Some countries like France consider snails a delicacy, while other countries like Morocco sell them as affordable street food. While we’ve normalized eating snails around the world, the truth of the matter is that consuming these tiny creatures is inhumane and in some cases, dangerous. Despite not being able to display emotions that humans can understand, snails deserve to live and be left alone.
Here’s why you should say no to your next escargot.
They’re Killed Horribly
Snails are either boiled alive or doused in salt. They might even be thrown into a casserole live then popped into the oven to cook with the rest of the ingredients. While there is no humane way to kill an animal, these methods are particularly gruesome.
Like other creatures, snails find heat painful and unpleasant and will attempt to get away from it if presented to it. One paper found that snails reacted to temperatures around 40 degrees Celsius, which is much colder than a boiling pot of water or scalding oven. Another study found that similar to humans, giving snails opioids reduced their aversion to heat.
Yes, Snails Have Emotions
Snails don’t have brains, which helps a lot of people justify their reasons for eating them. However, research has found that these sensitive creatures have feelings. A paper by Dr. Sarah Dalesman at Aberystwyth University looked at the effects of snails in social isolation. The study tested how well snails were able to form long-term memories in isolation compared to when in a group.
In social settings, some snails were able to form memories. However, once the snails were put in isolation, the ability to form memories was weakened. The study concluded, “that the relationship between exploration behavior and memory changes when the social context is altered.”

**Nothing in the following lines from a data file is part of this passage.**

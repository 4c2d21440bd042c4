use crate::{
    config::Config,
    error::ApiError,
    models::{RecommendationRequest, RecommendationResponse},
    services::RecommendationService,
};
use actix_web::{
    web::{self, Json},
    HttpResponse,
};
use tracing::info;

pub fn recommendations_config(cfg: &mut web::ServiceConfig) {
    cfg.service(web::resource("/recommendations").route(web::post().to(get_recommendations)));
}

/// Get movie recommendations for an exact catalog title.
///
/// A blank title is a 400; a title with no catalog match is an ordinary empty
/// result, not an error.
pub async fn get_recommendations(
    request: Json<RecommendationRequest>,
    recommendation_service: web::Data<RecommendationService>,
    config: web::Data<Config>,
) -> Result<HttpResponse, ApiError> {
    let title = request.title.trim();
    if title.is_empty() {
        return Err(ApiError::InvalidInput("Title cannot be empty".to_string()));
    }

    let top_k = request.top_k.unwrap_or(config.default_top_k);
    info!("Recommendation request for '{}' (top_k={})", title, top_k);

    let recommendations = recommendation_service.recommend_for_display(title, top_k);

    Ok(HttpResponse::Ok().json(RecommendationResponse { recommendations }))
}
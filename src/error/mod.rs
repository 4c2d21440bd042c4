use actix_web::{HttpResponse, ResponseError};
use serde::Serialize;
use thiserror::Error;

pub type Result<T> = std::result::Result<T, ApiError>;

#[derive(Error, Debug)]
pub enum ApiError {
    #[error("Invalid input: {0}")]
    InvalidInput(String),

    #[error("Catalog error: {0}")]
    CatalogError(String),

    #[error("Catalog is empty: {0}")]
    EmptyCatalog(String),

    #[error("Incompatible vectorizer model: {0}")]
    IncompatibleModel(String),

    #[error("Failed to load model: {0}")]
    ModelLoadError(String),

    #[error("Serialization error: {0}")]
    SerializationError(String),

    #[error("Internal server error: {0}")]
    InternalError(String),
}

#[derive(Serialize)]
struct ErrorResponse {
    error: String,
}

impl ResponseError for ApiError {
    fn error_response(&self) -> HttpResponse {
        let error = ErrorResponse {
            error: self.to_string(),
        };

        match self {
            ApiError::InvalidInput(_) => HttpResponse::BadRequest().json(error),
            _ => HttpResponse::InternalServerError().json(error),
        }
    }
}

impl From<csv::Error> for ApiError {
    fn from(err: csv::Error) -> Self {
        ApiError::CatalogError(err.to_string())
    }
}

impl From<serde_json::Error> for ApiError {
    fn from(err: serde_json::Error) -> Self {
        ApiError::SerializationError(err.to_string())
    }
}

impl From<std::io::Error> for ApiError {
    fn from(err: std::io::Error) -> Self {
        ApiError::InternalError(err.to_string())
    }
}

impl From<ndarray::ShapeError> for ApiError {
    fn from(err: ndarray::ShapeError) -> Self {
        ApiError::InternalError(err.to_string())
    }
}

impl From<anyhow::Error> for ApiError {
    fn from(err: anyhow::Error) -> Self {
        ApiError::InternalError(err.to_string())
    }
}
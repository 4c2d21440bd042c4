pub mod features;
pub mod persist;
pub mod similarity;
pub mod tfidf;

pub use features::combined_text;
pub use similarity::SimilarityIndex;
pub use tfidf::TfidfVectorizer;
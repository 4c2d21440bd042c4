//! Movie catalog loading.
//!
//! The catalog is read once at startup and its row order is stable for the
//! process lifetime; every index handed around the rest of the crate is a
//! position in that order.

use crate::error::Result;
use crate::models::Movie;
use csv::ReaderBuilder;
use std::fs::File;
use std::path::Path;
use tracing::info;

#[derive(Debug, Clone)]
pub struct Catalog {
    movies: Vec<Movie>,
}

impl Catalog {
    /// Load a catalog from a CSV file with a header row.
    pub fn from_csv_path<P: AsRef<Path>>(path: P) -> Result<Self> {
        let file = File::open(path.as_ref())?;
        let catalog = Self::from_reader(file)?;
        info!(
            "Loaded {} movies from {}",
            catalog.len(),
            path.as_ref().display()
        );
        Ok(catalog)
    }

    /// Load a catalog from any CSV source with a header row.
    pub fn from_reader<R: std::io::Read>(reader: R) -> Result<Self> {
        let mut csv_reader = ReaderBuilder::new().has_headers(true).from_reader(reader);

        let mut movies = Vec::new();
        for record in csv_reader.deserialize() {
            let movie: Movie = record?;
            movies.push(movie);
        }

        Ok(Self { movies })
    }

    /// Build a catalog from records already in memory, preserving their order.
    pub fn from_movies(movies: Vec<Movie>) -> Self {
        Self { movies }
    }

    pub fn len(&self) -> usize {
        self.movies.len()
    }

    pub fn is_empty(&self) -> bool {
        self.movies.is_empty()
    }

    pub fn get(&self, index: usize) -> Option<&Movie> {
        self.movies.get(index)
    }

    pub fn iter(&self) -> std::slice::Iter<'_, Movie> {
        self.movies.iter()
    }

    /// Resolve an exact title to its catalog index. Duplicate titles resolve
    /// to the first occurrence in catalog order.
    pub fn index_of_title(&self, title: &str) -> Option<usize> {
        self.movies
            .iter()
            .position(|movie| movie.title.as_deref() == Some(title))
    }
}

#[cfg(test)]
mod tests {
    use super::*;

    const SAMPLE_CSV: &str = "\
title,genres,overview,tagline
Inception,\"Action, Sci-Fi\",A thief steals secrets through dreams,Your mind is the scene of the crime
Heat,Crime,A detective hunts a master thief,
Inception,Drama,A duplicate row with the same title,
Unnamed,,,
";

    #[test]
    fn test_load_from_reader() {
        let catalog = Catalog::from_reader(SAMPLE_CSV.as_bytes()).unwrap();

        assert_eq!(catalog.len(), 4);
        assert_eq!(catalog.get(0).unwrap().title.as_deref(), Some("Inception"));
        assert_eq!(
            catalog.get(0).unwrap().genres.as_deref(),
            Some("Action, Sci-Fi")
        );
    }

    #[test]
    fn test_blank_cells_are_absent() {
        let catalog = Catalog::from_reader(SAMPLE_CSV.as_bytes()).unwrap();

        let heat = catalog.get(1).unwrap();
        assert!(heat.tagline.is_none());

        let unnamed = catalog.get(3).unwrap();
        assert!(unnamed.genres.is_none());
        assert!(unnamed.overview.is_none());
    }

    #[test]
    fn test_duplicate_title_resolves_to_first_occurrence() {
        let catalog = Catalog::from_reader(SAMPLE_CSV.as_bytes()).unwrap();

        assert_eq!(catalog.index_of_title("Inception"), Some(0));
        assert_eq!(catalog.index_of_title("Heat"), Some(1));
        assert_eq!(catalog.index_of_title("No Such Movie"), None);
    }
}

One might describe this as the effects of loneliness; one of the most profound emotions humans have the misfortune of experiencing.
Snails are host to a plethora of dangerous diseases. Rat Lungworm Disease is a popular and life-threatening illness spread by snails and rats. Rats are the only species where the parasite can live a full lifecycle but snails often eat their feces and become carriers of the disease, too. Uncooked snail dishes and fragments of snails in unwashed produce are often the carriers of Rat Lungworm, although freshwater crabs, frogs, and land crabs can carry the parasite, too.
Several snail-borne parasitic diseases can harm human health and cause socio-economic issues in tropical and sub-tropical diseases. These parasites hurt the “lungs, liver, biliary tract, intestines, brain and kidneys, leading to overactive immune responses, cancers, organ failure, infertility, and even death.”
A Completely Unnecessary “Luxury”
Like caviar, foie gras, veal, and lobster, most people don’t need to eat any of these “delicacies.” They are marketed as fancy and desirable, but the reality is the only expensive thing about any of these foods is the lives they’ve taken in the process.
No one needs to be eating snails. It is a completely unnecessary “luxury” that does more harm than good. Spreading the research and information on their ability to feel heat, isolation, and most importantly, the range of deadly parasites they host is the most effective way to decrease the global consumption of snails and save countless snails from being boiled alive.